Es gibt einige weitere Überlegungen, die getroffen werden müssen. So zum Beispiel, wieviele Systeme in dem Prozess involviert sind. Manche Systeme bieten von Haus aus eine eigene Api, manche müssen anders erreicht werden.
Nachdem also der Prozess vollständig klar geworden ist, braucht es die größere Sicht auf den Prozess: Wieviel Erpsarnis würde eine Automatisierung hier möglich machen? Auch das entscheidet darüber, wie aufwendig und somit teuer die Automatisierung sein darf.
Die Voraussetzungen für Automatisierung sind also gar nicht so trivial und werden vielleicht an gesonderter Stelle nochmal ausführlicher beleuchtet.
Wir machen aber nun weiter, mit dem nächsten Schritt.
Welche Vorbereitungen müssen vor der Implementierung getroffen werden?
- Datenkonsistenz
- technische Auswahl
- wenige Systeme
- Tests und Erfolgsfaktoren, Fehlerbehandlung definieren
Das Automatisierungsprojekt in die Realität bringen
Erst hier beginnt die eigentliche Umsetzung des Automatisierungsvorhabens. Hier werden die einzelnen Bausteine miteinander verbunden. Es gibt viele verschiedene Tool. Camunda, Talend, gRPC, Zapier, Make und n8n.
Abgrenzung Automatisierung & KI
Fazit
Wer etwas automatisieren möchte, sollte sich vorher genau anschauen, was er automatisieren möchte. Dazu sind Methoden zur Prozessmodellierung hilfreich. Bei jedem Vorhaben ist ein Blick auf das gesamte System notwendig, um Stolpferfallen zu vermeiden.
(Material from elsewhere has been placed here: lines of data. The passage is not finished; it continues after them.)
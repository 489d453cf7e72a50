//! Scripted transport.

use std::collections::VecDeque;
use std::sync::Arc;
use std::sync::atomic::{AtomicUsize, Ordering};

use async_trait::async_trait;
use parking_lot::Mutex;
use serde_json::{Value, json};
use spice_control::{Transport, TransportParams};
use spice_core::{Operation, Resource, TransportError};
use spice_store::KeyValueStore;
use tokio::sync::Semaphore;

/// The response every scripted fetch returns unless told otherwise.
pub fn server_response() -> Value {
    json!({"myResponse": true})
}

/// Transport whose calls block until the test releases them.
///
/// Records every call and, when observing a store, what the store held under
/// the resource locator at the moment the call started.
pub struct GatedTransport {
    gated: bool,
    gate: Semaphore,
    calls: AtomicUsize,
    log: Mutex<Vec<(Operation, String, TransportParams)>>,
    responses: Mutex<VecDeque<Result<Value, TransportError>>>,
    observed_store: Option<Arc<dyn KeyValueStore>>,
    observed: Mutex<Vec<Option<String>>>,
}

impl GatedTransport {
    /// Calls resolve as soon as they are made.
    pub fn immediate() -> Self {
        Self::build(false)
    }

    /// Calls wait for [`GatedTransport::release`].
    pub fn gated() -> Self {
        Self::build(true)
    }

    fn build(gated: bool) -> Self {
        Self {
            gated,
            gate: Semaphore::new(0),
            calls: AtomicUsize::new(0),
            log: Mutex::new(Vec::new()),
            responses: Mutex::new(VecDeque::new()),
            observed_store: None,
            observed: Mutex::new(Vec::new()),
        }
    }

    /// Records the store value at the start of every call.
    pub fn observing(mut self, store: Arc<dyn KeyValueStore>) -> Self {
        self.observed_store = Some(store);
        self
    }

    /// Queues the result of the next unanswered call.
    pub fn respond_with(&self, result: Result<Value, TransportError>) {
        self.responses.lock().push_back(result);
    }

    /// Lets `n` blocked calls proceed.
    pub fn release(&self, n: usize) {
        self.gate.add_permits(n);
    }

    pub fn call_count(&self) -> usize {
        self.calls.load(Ordering::SeqCst)
    }

    pub fn calls(&self) -> Vec<(Operation, String)> {
        self.log
            .lock()
            .iter()
            .map(|(op, locator, _)| (*op, locator.clone()))
            .collect()
    }

    pub fn last_params(&self) -> Option<TransportParams> {
        self.log.lock().last().map(|(_, _, params)| params.clone())
    }

    pub fn observed(&self) -> Vec<Option<String>> {
        self.observed.lock().clone()
    }

    /// Waits until at least `n` calls have started.
    pub async fn wait_for_calls(&self, n: usize) {
        super::wait_until("transport calls", || self.call_count() >= n).await;
    }
}

#[async_trait]
impl Transport for GatedTransport {
    async fn execute(
        &self,
        operation: Operation,
        resource: &dyn Resource,
        params: &TransportParams,
    ) -> Result<Value, TransportError> {
        let locator = resource.locator();

        if let Some(store) = &self.observed_store {
            self.observed
                .lock()
                .push(store.get(&locator).expect("observed store failed"));
        }
        self.log.lock().push((operation, locator, params.clone()));
        self.calls.fetch_add(1, Ordering::SeqCst);

        if self.gated {
            self.gate.acquire().await.expect("gate closed").forget();
        }

        self.responses
            .lock()
            .pop_front()
            .unwrap_or_else(|| Ok(server_response()))
    }

    fn name(&self) -> &str {
        "gated"
    }
}
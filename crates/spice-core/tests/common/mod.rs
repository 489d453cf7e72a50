#![allow(dead_code)]
use serde_json::Value;

/// Helper to build a payload from a JSON string slice.
/// Panics if the JSON is invalid (intended for tests).
pub fn payload(json: &str) -> Value {
    serde_json::from_str(json).expect("Failed to create test payload from JSON")
}

/// Returns a nested payload fixture resembling a REST collection response.
pub fn collection_payload() -> Value {
    payload(
        r#"{
        "items": [
            { "id": 1, "name": "alpha", "tags": ["a", "b"] },
            { "id": 2, "name": "beta", "tags": [] }
        ],
        "total": 2,
        "next": null,
        "meta": { "unicode": "ñandú 🌶", "ratio": 0.25 }
    }"#,
    )
}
Fehler in automatisierten Prozessen können ich schnell potenzieren, daher ist die Vorarbeit ein wesentlicher Kern der Arbeit. Um das Vorhaben dann in die Realität umzusetzen, ist es ebenfalls notwendig, sich für ein Tool zu entscheiden. Es gibt proprietäre Lösungen, als auch welche im Abo-Modell und Open-Source Lösungen, die überwiegend kostenlos sind.